After the proof-of-concept experiments for the model drug-encapsulating MPs, we examined the potential applicability of MPs as lactase carriers for alleviating lactose intolerance48,49,50,51. This is based on the hypothesis that protection of lactase due to pore closure at acidic pH of stomach followed by release at neutral pH of intestine would maintain their initial functional activity and provide a dose-sparing effect. To compare relative efficacy of lactase formulations, ONPG assay was performed for commercial lactase tablets and lactase-encapsulating MPs at different pH conditions: positive control, pH 7.1 (4-hr incubation at pH 7.1); negative control, pH 2.0 (2-hr incubation at pH 2.0); GI tract, pH 2.0 > 7.1 (2-hr incubation at pH 2.0, followed by 4-hr incubation at pH 7.1)44. As shown in Fig. 4a, commercial tablet exhibited a significant loss of lactase activity at pH 2.0 (remaining activity: 0.7 ± 0.3%), indicating that acidic condition of stomach is a critical factor in destabilizing lactase. As such, no significant level of remaining activity was observed under simulated GI tract conditions (remaining activity of pH 2.0 > 7.1: 2.9 ± 0.6%). Similarly, the activity of the lactase used for MP preparation was significantly reduced at pH 2.0 (Fig. 4b). However, it is notable that about 50% of functional activity was preserved in the case of lactase-MP formulation. This significant increase in remaining activity is associated with improved protection of lactase enzyme against unfavorable acidic pH condition due to the pH-responsive MPs, consistent with our previous data in Figs 2 and 3. Since protective activity of MPs with pH-responding pores is associated with the extent of pore closure, we expect that the pore closure efficiency would be an important factor in determining the remaining activity of lactase. Therefore, although further research can improve pore closure efficiency, our results support that pH-responding smart microencapsulation system can counteract the technical challenges associated with the need of administration of high dose lactase due to its destabilization in the stomach.

Figure 4
figure 4

Protective effect of MP formulation on the functional activity of lactase. The relative activities of (a) a commercial lactase tablet and (b) MP-encapsulated lactase in simulated GI tract conditions (n = 6, mean ± SD).
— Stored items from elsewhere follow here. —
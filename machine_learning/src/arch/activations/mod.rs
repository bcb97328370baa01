mod act_fn;
mod relu;
mod softmax;

pub use act_fn::ActFn;
pub use relu::Relu;
pub use softmax::Softmax;
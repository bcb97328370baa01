use std::f32::consts::PI;

use rand::Rng;

use crate::dataset::{Dataset, Point};

/// Two interleaved half rings, rescaled so they span exactly `[-1, 1]` on both axes.
///
/// The noise shrinks the requested gap by up to 40% and widens the radial jitter. Each moon gets
/// `n / 2` points.
///
/// # Arguments
/// * `rng` - A random number generator.
/// * `n` - The desired amount of points.
/// * `noise` - Noise factor in `[0, 1]`.
/// * `gap` - The vertical gap between the moons.
pub fn two_moons<R: Rng + ?Sized>(rng: &mut R, n: usize, noise: f32, gap: f32) -> Dataset {
    let per = n / 2;
    let gap = (gap - noise * gap * 0.4).max(0.);
    let shift = 0.3 + gap * 1.2;
    let spread = 0.08 + noise * 0.25;

    let mut raw = Vec::with_capacity(per * 2);

    for _ in 0..per {
        let (t, jitter) = arc_sample(rng, spread);
        let x = t.cos() + jitter * 1.4;
        let y = t.sin() * 0.5 + gap / 2. + jitter;
        raw.push((x, y, 0));
    }

    for _ in 0..per {
        let (t, jitter) = arc_sample(rng, spread);
        let x = shift - t.cos() + jitter * 1.4;
        let y = -t.sin() * 0.5 - gap / 2. + jitter;
        raw.push((x, y, 1));
    }

    let x_extent = Extent::of(raw.iter().map(|&(x, _, _)| x));
    let y_extent = Extent::of(raw.iter().map(|&(_, y, _)| y));

    raw.into_iter()
        .map(|(x, y, label)| Point::new(x_extent.rescale(x), y_extent.rescale(y), label))
        .collect()
}

/// Samples an angle along the arc and the jitter shared by both coordinates of the point.
fn arc_sample<R: Rng + ?Sized>(rng: &mut R, spread: f32) -> (f32, f32) {
    let t = rng.random::<f32>() * PI;
    let jitter = (rng.random::<f32>() - 0.5) * spread;
    (t, jitter)
}

/// The range covered by one axis of the point cloud.
struct Extent {
    min: f32,
    max: f32,
}

impl Extent {
    fn of<I: Iterator<Item = f32>>(values: I) -> Self {
        values.fold(
            Self {
                min: f32::INFINITY,
                max: f32::NEG_INFINITY,
            },
            |Self { min, max }, v| Self {
                min: min.min(v),
                max: max.max(v),
            },
        )
    }

    /// Maps `min` to exactly -1 and `max` to exactly 1. A flat axis collapses onto 0.
    fn rescale(&self, v: f32) -> f32 {
        let span = self.max - self.min;

        if span > 0. {
            2. * ((v - self.min) / span) - 1.
        } else {
            0.
        }
    }
}

#[cfg(test)]
mod tests {
    use rand::{SeedableRng, rngs::StdRng};

    use super::*;

    #[test]
    fn every_moon_gets_half_of_the_points() {
        let mut rng = StdRng::seed_from_u64(4);

        for n in [50, 51, 600] {
            let dataset = two_moons(&mut rng, n, 0.3, 0.2);

            assert_eq!(dataset.len(), n / 2 * 2);
            assert_eq!(dataset.label_counts(), [n / 2, n / 2]);
        }
    }

    #[test]
    fn normalization_touches_both_ends_of_each_axis() {
        for (seed, noise, gap) in [(1, 0., 0.2), (2, 0.5, 0.5), (3, 1., 0.), (4, 0.25, 0.35)] {
            let mut rng = StdRng::seed_from_u64(seed);
            let dataset = two_moons(&mut rng, 300, noise, gap);

            let xs: Vec<f32> = dataset.iter().map(|p| p.x()).collect();
            let ys: Vec<f32> = dataset.iter().map(|p| p.y()).collect();

            for axis in [&xs, &ys] {
                assert!(axis.iter().all(|v| (-1. ..=1.).contains(v)));
                assert!(axis.contains(&-1.));
                assert!(axis.contains(&1.));
            }
        }
    }

    #[test]
    fn the_upper_moon_sits_above_the_lower_one_on_average() {
        let mut rng = StdRng::seed_from_u64(8);
        let dataset = two_moons(&mut rng, 400, 0., 0.3);

        let mean_y = |label: usize| {
            let ys: Vec<f32> = dataset
                .iter()
                .filter(|p| p.label() == label)
                .map(|p| p.y())
                .collect();
            ys.iter().sum::<f32>() / ys.len() as f32
        };

        assert!(mean_y(0) > mean_y(1));
    }

    #[test]
    fn a_flat_axis_collapses_onto_zero() {
        let extent = Extent::of([0.5, 0.5].into_iter());
        assert_eq!(extent.rescale(0.5), 0.);
    }
}
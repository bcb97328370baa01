use ndarray::{Array1, ArrayView1};

use super::LossFn;

/// Probabilities are clamped to this value before taking their logarithm.
const MIN_PROBABILITY: f32 = 1e-12;

/// Categorical cross entropy over a softmax output layer.
#[derive(Debug, Default, Clone, Copy)]
pub struct CrossEntropy;

impl CrossEntropy {
    /// Returns a new `CrossEntropy`.
    pub fn new() -> Self {
        Self
    }
}

impl LossFn for CrossEntropy {
    fn loss(&self, y_pred: ArrayView1<f32>, y: ArrayView1<f32>) -> f32 {
        y_pred
            .iter()
            .zip(&y)
            .map(|(&p, &t)| -t * p.max(MIN_PROBABILITY).ln())
            .sum()
    }

    // The softmax jacobian and the loss derivative cancel out into a plain difference.
    fn loss_prime(&self, y_pred: ArrayView1<f32>, y: ArrayView1<f32>) -> Array1<f32> {
        &y_pred - &y
    }
}

#[cfg(test)]
mod tests {
    use ndarray::array;

    use super::*;

    #[test]
    fn loss_only_looks_at_the_target_class() {
        let loss = CrossEntropy.loss(array![0.25, 0.5, 0.25].view(), array![0., 1., 0.].view());
        assert!((loss - 2f32.ln()).abs() < 1e-6);
    }

    #[test]
    fn certain_mistakes_stay_finite() {
        let loss = CrossEntropy.loss(array![1., 0.].view(), array![0., 1.].view());
        assert!(loss.is_finite());
        assert!(loss > 20.);
    }

    #[test]
    fn loss_prime_is_the_difference() {
        let d = CrossEntropy.loss_prime(array![0.7, 0.3].view(), array![1., 0.].view());
        assert!((d[0] + 0.3).abs() < 1e-6);
        assert!((d[1] - 0.3).abs() < 1e-6);
    }
}
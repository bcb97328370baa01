use std::{fmt, io};

use machine_learning::MlErr;

/// The result type used across the orchestrator.
pub type Result<T> = std::result::Result<T, OrchestratorError>;

/// All errors that can occur in the orchestrator.
#[derive(Debug)]
pub enum OrchestratorError {
    /// A configuration value that has no sensible fallback.
    InvalidConfig(String),
    /// Failed to read a configuration file.
    Io(io::Error),
    /// A configuration file that isn't valid JSON.
    Json(serde_json::Error),
    /// The training run failed.
    Training(MlErr),
}

impl fmt::Display for OrchestratorError {
    fn fmt(&self, f: &mut fmt::Formatter<'_>) -> fmt::Result {
        match self {
            Self::InvalidConfig(msg) => write!(f, "invalid config: {msg}"),
            Self::Io(e) => write!(f, "io error: {e}"),
            Self::Json(e) => write!(f, "invalid json: {e}"),
            Self::Training(e) => write!(f, "training error: {e}"),
        }
    }
}

impl std::error::Error for OrchestratorError {
    fn source(&self) -> Option<&(dyn std::error::Error + 'static)> {
        match self {
            Self::InvalidConfig(_) => None,
            Self::Io(e) => Some(e),
            Self::Json(e) => Some(e),
            Self::Training(e) => Some(e),
        }
    }
}

impl From<io::Error> for OrchestratorError {
    fn from(e: io::Error) -> Self {
        Self::Io(e)
    }
}

impl From<serde_json::Error> for OrchestratorError {
    fn from(e: serde_json::Error) -> Self {
        Self::Json(e)
    }
}

impl From<MlErr> for OrchestratorError {
    fn from(e: MlErr) -> Self {
        Self::Training(e)
    }
}
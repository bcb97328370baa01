/// Reads the integer at the start of `s`, ignoring whatever follows it.
///
/// Leading whitespace and a single sign are accepted, so `" 12px"` reads as `12` and `"-3"` as
/// `-3`, while `"px12"` doesn't read at all.
pub(super) fn leading_int(s: &str) -> Option<i64> {
    let s = s.trim_start();
    let unsigned = s.strip_prefix(['+', '-']).unwrap_or(s);
    let digits = unsigned
        .find(|c: char| !c.is_ascii_digit())
        .unwrap_or(unsigned.len());

    if digits == 0 {
        return None;
    }

    let end = s.len() - unsigned.len() + digits;
    s[..end].parse().ok()
}

/// Reads the longest prefix of `s` that's a number, ignoring whatever follows it.
///
/// `NaN` never reads, the infinities do.
pub(super) fn leading_float(s: &str) -> Option<f32> {
    let s = s.trim_start();

    s.char_indices()
        .map(|(i, c)| i + c.len_utf8())
        .rev()
        .find_map(|end| s[..end].parse::<f32>().ok())
        .filter(|v| !v.is_nan())
}

#[cfg(test)]
mod tests {
    use super::*;

    #[test]
    fn integers_stop_at_the_first_non_digit() {
        assert_eq!(leading_int("600"), Some(600));
        assert_eq!(leading_int("  42 points"), Some(42));
        assert_eq!(leading_int("7.9"), Some(7));
        assert_eq!(leading_int("-15"), Some(-15));
        assert_eq!(leading_int("+3"), Some(3));
        assert_eq!(leading_int("abc"), None);
        assert_eq!(leading_int("-"), None);
        assert_eq!(leading_int(""), None);
    }

    #[test]
    fn floats_take_the_longest_numeric_prefix() {
        assert_eq!(leading_float("0.25"), Some(0.25));
        assert_eq!(leading_float(" 1.5e-1x"), Some(0.15));
        assert_eq!(leading_float("3abc"), Some(3.));
        assert_eq!(leading_float(".5"), Some(0.5));
        assert_eq!(leading_float("inf"), Some(f32::INFINITY));
        assert_eq!(leading_float("NaN"), None);
        assert_eq!(leading_float("x1"), None);
        assert_eq!(leading_float(""), None);
    }
}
Functional activity of lactase was calculated relative to that of control lactase at pH 7.1. In (a) and (b), pH 7.1 and 2.0 represent activity of lactase measured at pH 7.1 and 2.0, respectively, without using MPs. pH 2.0 > 7.1 represents activity of lactase in simulated GI tract conditions.

Discussion

In efforts to develop a universal platform for environment-sensing microencapsulation system, first-of-its-kind MPs with pH-responsive pores were synthesized and their potential was investigated in this work. To implement proof-of-concept oral drug delivery system, we initially adopted the freeze-drying method, which has been used for polystyrene, to synthesize polystyrene based microcapsules with macropores on their surface47. Briefly, a microparticle emulsion is frozen in liquid nitrogen, followed by a slow evaporation of the solvent at <0 °C. In this technique, the critical ideas are to control the evaporation rate of the solvent and that the melting temperature of the solvent should be below 0 °C. While the idea has proven to be useful in simple material/solvent system such as polystyrene in chloroform, we found that it is extremely difficult to extend the technique to the Eudragit S100, probably due to the prerequisite of the complicated cosolvent system as the organic phase in O/W emulsion. Specifically, the use of cosolvent mixtures with different melting (Tm) and boiling (Tb) temperatures, i.e. dichloromethane (Tm: −96.7 °C, Tb: 39.6 °C), ethanol (Tm: −114 °C, Tb: 78.4 °C), isopropanol (Tm: −89 °C, Tb: 82.5 °C), may have increased the difficulty in controlling both evaporation rate and emulsion stability, parameters critical to the formation of MPs and pores.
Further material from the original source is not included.